Data excerpts
++++++++++

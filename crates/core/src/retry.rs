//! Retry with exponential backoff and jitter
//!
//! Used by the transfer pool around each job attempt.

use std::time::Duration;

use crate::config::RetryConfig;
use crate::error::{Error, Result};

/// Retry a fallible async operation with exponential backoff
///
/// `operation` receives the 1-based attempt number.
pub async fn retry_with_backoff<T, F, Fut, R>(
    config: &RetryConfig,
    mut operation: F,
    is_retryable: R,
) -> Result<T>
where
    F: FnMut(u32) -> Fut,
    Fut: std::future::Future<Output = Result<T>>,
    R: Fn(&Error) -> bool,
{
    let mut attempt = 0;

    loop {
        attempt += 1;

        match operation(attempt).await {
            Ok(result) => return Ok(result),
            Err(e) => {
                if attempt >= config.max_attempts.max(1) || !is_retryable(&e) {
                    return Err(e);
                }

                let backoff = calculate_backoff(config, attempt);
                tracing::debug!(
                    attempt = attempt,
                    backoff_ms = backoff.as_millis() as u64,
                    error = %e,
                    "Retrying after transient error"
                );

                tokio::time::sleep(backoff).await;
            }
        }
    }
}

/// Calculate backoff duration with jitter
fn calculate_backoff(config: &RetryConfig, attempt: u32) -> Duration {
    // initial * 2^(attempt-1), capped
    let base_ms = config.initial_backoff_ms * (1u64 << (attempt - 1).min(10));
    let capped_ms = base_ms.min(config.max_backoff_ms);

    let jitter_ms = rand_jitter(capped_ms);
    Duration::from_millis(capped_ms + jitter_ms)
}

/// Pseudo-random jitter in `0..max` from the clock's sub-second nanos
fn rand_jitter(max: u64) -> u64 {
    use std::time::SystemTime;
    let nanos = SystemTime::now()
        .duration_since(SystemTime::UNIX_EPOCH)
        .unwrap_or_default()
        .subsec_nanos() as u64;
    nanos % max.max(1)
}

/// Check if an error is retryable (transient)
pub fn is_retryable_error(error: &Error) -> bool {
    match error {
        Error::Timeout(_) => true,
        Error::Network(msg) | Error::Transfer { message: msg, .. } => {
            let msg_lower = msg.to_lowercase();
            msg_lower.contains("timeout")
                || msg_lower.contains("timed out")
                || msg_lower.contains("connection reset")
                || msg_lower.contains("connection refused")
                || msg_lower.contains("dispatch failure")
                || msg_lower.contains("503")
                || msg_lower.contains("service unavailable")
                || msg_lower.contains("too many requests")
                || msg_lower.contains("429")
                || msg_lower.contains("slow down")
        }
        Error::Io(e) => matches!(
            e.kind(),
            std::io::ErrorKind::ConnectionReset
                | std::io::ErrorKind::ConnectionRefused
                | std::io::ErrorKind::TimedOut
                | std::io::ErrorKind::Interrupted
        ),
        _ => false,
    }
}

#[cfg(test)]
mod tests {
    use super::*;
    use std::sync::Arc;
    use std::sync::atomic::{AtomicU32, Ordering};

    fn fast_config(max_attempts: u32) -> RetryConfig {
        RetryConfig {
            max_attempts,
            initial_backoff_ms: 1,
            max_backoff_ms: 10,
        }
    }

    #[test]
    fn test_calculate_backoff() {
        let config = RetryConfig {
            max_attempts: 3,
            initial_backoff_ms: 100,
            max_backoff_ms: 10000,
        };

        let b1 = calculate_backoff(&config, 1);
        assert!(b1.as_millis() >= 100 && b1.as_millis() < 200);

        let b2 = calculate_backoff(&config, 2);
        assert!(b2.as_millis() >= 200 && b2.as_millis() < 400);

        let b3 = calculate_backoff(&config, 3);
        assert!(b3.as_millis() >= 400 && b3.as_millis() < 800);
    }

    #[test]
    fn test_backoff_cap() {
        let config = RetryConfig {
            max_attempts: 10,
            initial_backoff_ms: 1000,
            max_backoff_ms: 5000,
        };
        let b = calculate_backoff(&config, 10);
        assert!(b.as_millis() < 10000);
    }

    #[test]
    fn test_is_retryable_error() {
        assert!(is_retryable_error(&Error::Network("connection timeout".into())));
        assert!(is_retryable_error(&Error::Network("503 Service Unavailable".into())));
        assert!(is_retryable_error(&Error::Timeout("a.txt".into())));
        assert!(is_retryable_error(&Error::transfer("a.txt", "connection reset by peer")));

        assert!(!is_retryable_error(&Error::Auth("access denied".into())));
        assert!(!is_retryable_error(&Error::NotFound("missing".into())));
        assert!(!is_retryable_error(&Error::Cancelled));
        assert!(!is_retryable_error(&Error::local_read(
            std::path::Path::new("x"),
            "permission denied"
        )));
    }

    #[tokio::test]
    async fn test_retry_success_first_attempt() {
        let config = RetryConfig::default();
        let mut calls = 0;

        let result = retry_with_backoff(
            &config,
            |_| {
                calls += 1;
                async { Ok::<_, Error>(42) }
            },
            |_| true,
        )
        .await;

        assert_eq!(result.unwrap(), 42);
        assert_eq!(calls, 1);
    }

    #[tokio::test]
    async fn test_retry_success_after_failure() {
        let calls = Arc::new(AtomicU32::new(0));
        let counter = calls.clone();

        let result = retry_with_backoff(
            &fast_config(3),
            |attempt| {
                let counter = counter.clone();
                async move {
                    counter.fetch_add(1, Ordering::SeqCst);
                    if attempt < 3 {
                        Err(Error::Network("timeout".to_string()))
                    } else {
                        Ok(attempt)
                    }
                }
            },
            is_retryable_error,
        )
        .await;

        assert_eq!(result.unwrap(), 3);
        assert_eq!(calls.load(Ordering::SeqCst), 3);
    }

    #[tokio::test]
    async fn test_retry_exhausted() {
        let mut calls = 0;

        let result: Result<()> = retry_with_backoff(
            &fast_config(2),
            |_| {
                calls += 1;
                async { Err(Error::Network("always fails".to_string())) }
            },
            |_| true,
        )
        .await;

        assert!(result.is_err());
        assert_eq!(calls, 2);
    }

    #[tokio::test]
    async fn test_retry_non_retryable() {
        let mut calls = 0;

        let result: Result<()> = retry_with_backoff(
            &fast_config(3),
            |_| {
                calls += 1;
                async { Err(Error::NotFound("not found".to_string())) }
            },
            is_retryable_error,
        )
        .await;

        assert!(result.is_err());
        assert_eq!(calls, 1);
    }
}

++++++++++

> Problem to solve: Output all of the data again. Match it exactly.

> Answer to the problem:
filename crates/core/src/retry.rs
//! Retry with exponential backoff and jitter
//!
//! Used by the transfer pool around each job attempt.

use std::time::Duration;

use crate::config::RetryConfig;
use crate::error::{Error, Result};

/// Retry a fallible async operation with exponential backoff
///
/// `operation` receives the 1-based attempt number.
pub async fn retry_with_backoff<T, F, Fut, R>(
    config: &RetryConfig,
    mut operation: F,
    is_retryable: R,
) -> Result<T>
where
    F: FnMut(u32) -> Fut,
    Fut: std::future::Future<Output = Result<T>>,
    R: Fn(&Error) -> bool,
{
    let mut attempt = 0;

    loop {
        attempt += 1;

        match operation(attempt).await {
            Ok(result) => return Ok(result),
            Err(e) => {
                if attempt >= config.max_attempts.max(1) || !is_retryable(&e) {
                    return Err(e);
                }

                let backoff = calculate_backoff(config, attempt);
                tracing::debug!(
                    attempt = attempt,
                    backoff_ms = backoff.as_millis() as u64,
                    error = %e,
                    "Retrying after transient error"
                );

                tokio::time::sleep(backoff).await;
            }
        }
    }
}

/// Calculate backoff duration with jitter
fn calculate_backoff(config: &RetryConfig, attempt: u32) -> Duration {
    // initial * 2^(attempt-1), capped
    let base_ms = config.initial_backoff_ms * (1u64 << (attempt - 1).min(10));
    let capped_ms = base_ms.min(config.max_backoff_ms);

    let jitter_ms = rand_jitter(capped_ms);
    Duration::from_millis(capped_ms + jitter_ms)
}

/// Pseudo-random jitter in `0..max` from the clock's sub-second nanos
fn rand_jitter(max: u64) -> u64 {
    use std::time::SystemTime;
    let nanos = SystemTime::now()
        .duration_since(SystemTime::UNIX_EPOCH)
        .unwrap_or_default()
        .subsec_nanos() as u64;
    nanos % max.max(1)
}

/// Check if an error is retryable (transient)
pub fn is_retryable_error(error: &Error) -> bool {
    match error {
        Error::Timeout(_) => true,
        Error::Network(msg) | Error::Transfer { message: msg, .. } => {
            let msg_lower = msg.to_lowercase();
            msg_lower.contains("timeout")
                || msg_lower.contains("timed out")
                || msg_lower.contains("connection reset")
                || msg_lower.contains("connection refused")
                || msg_lower.contains("dispatch failure")
                || msg_lower.contains("503")
                || msg_lower.contains("service unavailable")
                || msg_lower.contains("too many requests")
                || msg_lower.contains("429")
                || msg_lower.contains("slow down")
        }
        Error::Io(e) => matches!(
            e.kind(),
            std::io::ErrorKind::ConnectionReset
                | std::io::ErrorKind::ConnectionRefused
                | std::io::ErrorKind::TimedOut
                | std::io::ErrorKind::Interrupted
        ),
        _ => false,
    }
}

#[cfg(test)]
mod tests {
    use super::*;
    use std::sync::Arc;
    use std::sync::atomic::{AtomicU32, Ordering};

    fn fast_config(max_attempts: u32) -> RetryConfig {
        RetryConfig {
            max_attempts,
            initial_backoff_ms: 1,
            max_backoff_ms: 10,
        }
    }

    #[test]
    fn test_calculate_backoff() {
        let config = RetryConfig {
            max_attempts: 3,
            initial_backoff_ms: 100,
            max_backoff_ms: 10000,
        };

        let b1 = calculate_backoff(&config, 1);
        assert!(b1.as_millis() >= 100 && b1.as_millis() < 200);

        let b2 = calculate_backoff(&config, 2);
        assert!(b2.as_millis() >= 200 && b2.as_millis() < 400);

        let b3 = calculate_backoff(&config, 3);
        assert!(b3.as_millis() >= 400 && b3.as_millis() < 800);
    }

    #[test]
    fn test_backoff_cap() {
        let config = RetryConfig {
            max_attempts: 10,
            initial_backoff_ms: 1000,
            max_backoff_ms: 5000,
        };
        let b = calculate_backoff(&config, 10);
        assert!(b.as_millis() < 10000);
    }

    #[test]
    fn test_is_retryable_error() {
        assert!(is_retryable_error(&Error::Network("connection timeout".into())));
        assert!(is_retryable_error(&Error::Network("503 Service Unavailable".into())));
        assert!(is_retryable_error(&Error::Timeout("a.txt".into())));
        assert!(is_retryable_error(&Error::transfer("a.txt", "connection reset by peer")));

        assert!(!is_retryable_error(&Error::Auth("access denied".into())));
        assert!(!is_retryable_error(&Error::NotFound("missing".into())));
        assert!(!is_retryable_error(&Error::Cancelled));
        assert!(!is_retryable_error(&Error::local_read(
            std::path::Path::new("x"),
            "permission denied"
        )));
    }

    #[tokio::test]
    async fn test_retry_success_first_attempt() {
        let config = RetryConfig::default();
        let mut calls = 0;

        let result = retry_with_backoff(
            &config,
            |_| {
                calls += 1;
                async { Ok::<_, Error>(42) }
            },
            |_| true,
        )
        .await;

        assert_eq!(result.unwrap(), 42);
        assert_eq!(calls, 1);
    }

    #[tokio::test]
    async fn test_retry_success_after_failure() {
        let calls = Arc::new(AtomicU32::new(0));
        let counter = calls.clone();

        let result = retry_with_backoff(
            &fast_config(3),
            |attempt| {
                let counter = counter.clone();
                async move {
                    counter.fetch_add(1, Ordering::SeqCst);
                    if attempt < 3 {
                        Err(Error::Network("timeout".to_string()))
                    } else {
                        Ok(attempt)
                    }
                }
            },
            is_retryable_error,
        )
        .await;

        assert_eq!(result.unwrap(), 3);
        assert_eq!(calls.load(Ordering::SeqCst), 3);
    }

    #[tokio::test]
    async fn test_retry_exhausted() {
        let mut calls = 0;

        let result: Result<()> = retry_with_backoff(
            &fast_config(2),
            |_| {
                calls += 1;
                async { Err(Error::Network("always fails".to_string())) }
            },
            |_| true,
        )
        .await;

        assert!(result.is_err());
        assert_eq!(calls, 2);
    }

    #[tokio::test]
    async fn test_retry_non_retryable() {
        let mut calls = 0;

        let result: Result<()> = retry_with_backoff(
            &fast_config(3),
            |_| {
                calls += 1;
                async { Err(Error::NotFound("not found".to_string())) }
            },
            is_retryable_error,
        )
        .await;

        assert!(result.is_err());
        assert_eq!(calls, 1);
    }
}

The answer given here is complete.